● **Dataset entries**
[Start of section]
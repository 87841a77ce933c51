//
// documentation.rs
//
// Predefined completion data loaded from flat documentation files
//

use std::path::{Path, PathBuf};
use std::sync::Arc;

use indexmap::IndexMap;

use crate::cross_file::file_cache::FileCache;

/// File listing free words, one per line.
pub const WORDS_FILE: &str = "words";
/// File listing `typeName member1 member2 ...` per line.
pub const MEMBERS_FILE: &str = "members";
/// File listing `name|returnType|arg1|arg2|...` per line.
pub const CALLS_FILE: &str = "calls";

/// A documented function from the `calls` file.
#[derive(Debug, Clone, PartialEq, Eq)]
pub struct PredefinedCall {
    /// Leaf name
    pub name: String,
    /// Object or module the call belongs to
    pub owner: Option<String>,
    /// Name as written in the file
    pub qualified_name: String,
    pub return_type: String,
    pub arguments: Vec<String>,
}

#[derive(Debug, Clone, Default, PartialEq, Eq)]
pub struct MemberTable {
    /// Every member word, in file order
    pub words: Vec<String>,
    by_type: IndexMap<String, Vec<String>>,
}

impl MemberTable {
    /// Members documented for `type_name`; empty when unknown.
    pub fn members_of(&self, type_name: &str) -> &[String] {
        self.by_type.get(type_name).map_or(&[], Vec::as_slice)
    }

    pub fn type_names(&self) -> impl Iterator<Item = &str> {
        self.by_type.keys().map(String::as_str)
    }
}

#[derive(Debug, Clone, Default, PartialEq, Eq)]
pub struct CallTable {
    /// Every call leaf name, in file order
    pub words: Vec<String>,
    by_name: IndexMap<String, Vec<PredefinedCall>>,
    by_owner: IndexMap<String, Vec<PredefinedCall>>,
}

impl CallTable {
    /// Calls whose leaf name is `name`.
    pub fn calls_named(&self, name: &str) -> &[PredefinedCall] {
        self.by_name.get(name).map_or(&[], Vec::as_slice)
    }

    /// Calls documented on `owner`.
    pub fn calls_of(&self, owner: &str) -> &[PredefinedCall] {
        self.by_owner.get(owner).map_or(&[], Vec::as_slice)
    }
}

/// Non-empty lines.
pub fn parse_words(text: &str) -> Vec<String> {
    text.lines()
        .map(|line| line.trim_end_matches('\r'))
        .filter(|line| !line.is_empty())
        .map(str::to_string)
        .collect()
}

/// `typeName member1 member2 ...` per line. A repeated type name replaces
/// the earlier line's members.
pub fn parse_members(text: &str) -> MemberTable {
    let mut table = MemberTable::default();
    for line in parse_words(text) {
        let mut parts = line.split(' ').filter(|part| !part.is_empty());
        let Some(type_name) = parts.next() else {
            continue;
        };
        let members: Vec<String> = parts.map(str::to_string).collect();
        table.words.extend(members.iter().cloned());
        table.by_type.insert(type_name.to_string(), members);
    }
    table
}

/// `name|returnType|arg1|arg2|...` per line.
///
/// The name may be qualified as `owner:leaf` or `owner.leaf`; an owner
/// containing spaces keeps only its last word (so `static Foo:bar` is
/// documented on `Foo`).
pub fn parse_calls(text: &str) -> CallTable {
    let mut table = CallTable::default();
    for line in parse_words(text) {
        let mut parts = line.split('|');
        let qualified_name = parts.next().unwrap_or_default().trim().to_string();
        if qualified_name.is_empty() {
            continue;
        }
        let return_type = parts.next().unwrap_or_default().trim().to_string();
        let arguments = parts
            .map(str::trim)
            .filter(|arg| !arg.is_empty())
            .map(str::to_string)
            .collect();

        let (owner, name) = match qualified_name.rfind([':', '.']) {
            Some(idx) => {
                let owner = qualified_name[..idx]
                    .split_whitespace()
                    .next_back()
                    .map(str::to_string);
                (owner, qualified_name[idx + 1..].to_string())
            }
            None => (
                None,
                qualified_name
                    .split_whitespace()
                    .next_back()
                    .unwrap_or_default()
                    .to_string(),
            ),
        };

        let call = PredefinedCall {
            name: name.clone(),
            owner: owner.clone(),
            qualified_name,
            return_type,
            arguments,
        };
        table.words.push(name.clone());
        if let Some(owner) = owner {
            table.by_owner.entry(owner).or_default().push(call.clone());
        }
        table.by_name.entry(name).or_default().push(call);
    }
    table
}

/// The three documentation files of one directory, each memoized and
/// revalidated by modification time. A missing directory or file reads as
/// empty.
#[derive(Debug, Default)]
pub struct PredefinedDocumentation {
    dir: Option<PathBuf>,
    words: FileCache<Vec<String>>,
    members: FileCache<MemberTable>,
    calls: FileCache<CallTable>,
}

impl PredefinedDocumentation {
    pub fn new(dir: Option<PathBuf>) -> Self {
        if let Some(dir) = &dir {
            log::info!("Predefined documentation directory: {}", dir.display());
        }
        Self {
            dir,
            ..Self::default()
        }
    }

    pub fn dir(&self) -> Option<&Path> {
        self.dir.as_deref()
    }

    fn file(&self, name: &str) -> Option<PathBuf> {
        self.dir.as_ref().map(|dir| dir.join(name))
    }

    pub fn words(&self) -> Arc<Vec<String>> {
        match self.file(WORDS_FILE) {
            Some(path) => self.words.get_or_parse(&path, parse_words),
            None => Arc::default(),
        }
    }

    pub fn members(&self) -> Arc<MemberTable> {
        match self.file(MEMBERS_FILE) {
            Some(path) => self.members.get_or_parse(&path, parse_members),
            None => Arc::default(),
        }
    }

    pub fn calls(&self) -> Arc<CallTable> {
        match self.file(CALLS_FILE) {
            Some(path) => self.calls.get_or_parse(&path, parse_calls),
            None => Arc::default(),
        }
    }
}

#[cfg(test)]
mod tests {
    use super::*;
    use tempfile::TempDir;

    #[test]
    fn test_parse_words_drops_blank_lines() {
        assert_eq!(parse_words("alpha\n\nbeta\r\n"), vec!["alpha", "beta"]);
    }

    #[test]
    fn test_parse_members() {
        let table = parse_members("Entity id name\nVector x y z\n\n");
        assert_eq!(table.members_of("Entity"), ["id", "name"]);
        assert_eq!(table.members_of("Vector"), ["x", "y", "z"]);
        assert!(table.members_of("Missing").is_empty());
        assert_eq!(table.words, vec!["id", "name", "x", "y", "z"]);
        assert_eq!(table.type_names().collect::<Vec<_>>(), vec!["Entity", "Vector"]);
    }

    #[test]
    fn test_parse_calls() {
        let table = parse_calls(
            "print|void|value\nEntity:getName|string|\nstatic Galaxy:sector|Sector|x|y\nmath.lerp|number|a|b|t\n",
        );
        assert_eq!(table.words, vec!["print", "getName", "sector", "lerp"]);

        let print = &table.calls_named("print")[0];
        assert_eq!(print.owner, None);
        assert_eq!(print.return_type, "void");
        assert_eq!(print.arguments, vec!["value"]);

        let get_name = &table.calls_of("Entity")[0];
        assert_eq!(get_name.name, "getName");
        assert!(get_name.arguments.is_empty());

        let sector = &table.calls_of("Galaxy")[0];
        assert_eq!(sector.qualified_name, "static Galaxy:sector");
        assert_eq!(sector.arguments, vec!["x", "y"]);

        assert_eq!(table.calls_of("math")[0].name, "lerp");
        assert!(table.calls_of("print").is_empty());
    }

    #[test]
    fn test_missing_directory_reads_empty() {
        let docs = PredefinedDocumentation::new(None);
        assert!(docs.words().is_empty());
        assert!(docs.members().words.is_empty());
        assert!(docs.calls().words.is_empty());

        let dir = TempDir::new().unwrap();
        let docs = PredefinedDocumentation::new(Some(dir.path().join("nowhere")));
        assert!(docs.words().is_empty());
    }

    #[test]
    fn test_loads_files_from_directory() {
        let dir = TempDir::new().unwrap();
        std::fs::write(dir.path().join(WORDS_FILE), "Entity\nGalaxy\n").unwrap();
        std::fs::write(dir.path().join(MEMBERS_FILE), "Entity index\n").unwrap();
        std::fs::write(dir.path().join(CALLS_FILE), "Entity:destroy|void|\n").unwrap();

        let docs = PredefinedDocumentation::new(Some(dir.path().to_path_buf()));
        assert_eq!(*docs.words(), vec!["Entity", "Galaxy"]);
        assert_eq!(docs.members().members_of("Entity"), ["index"]);
        assert_eq!(docs.calls().calls_named("destroy").len(), 1);

        let again = docs.words();
        assert!(Arc::ptr_eq(&again, &docs.words()));
    }
}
[End of section]
● **What is being asked**
Copy out each line of the records where the word "parts" appears.

● **Answer to the problem**
        let mut parts = line.split(' ').filter(|part| !part.is_empty());
        let Some(type_name) = parts.next() else {
        let members: Vec<String> = parts.map(str::to_string).collect();
        let mut parts = line.split('|');
        let qualified_name = parts.next().unwrap_or_default().trim().to_string();
        let return_type = parts.next().unwrap_or_default().trim().to_string();
        let arguments = parts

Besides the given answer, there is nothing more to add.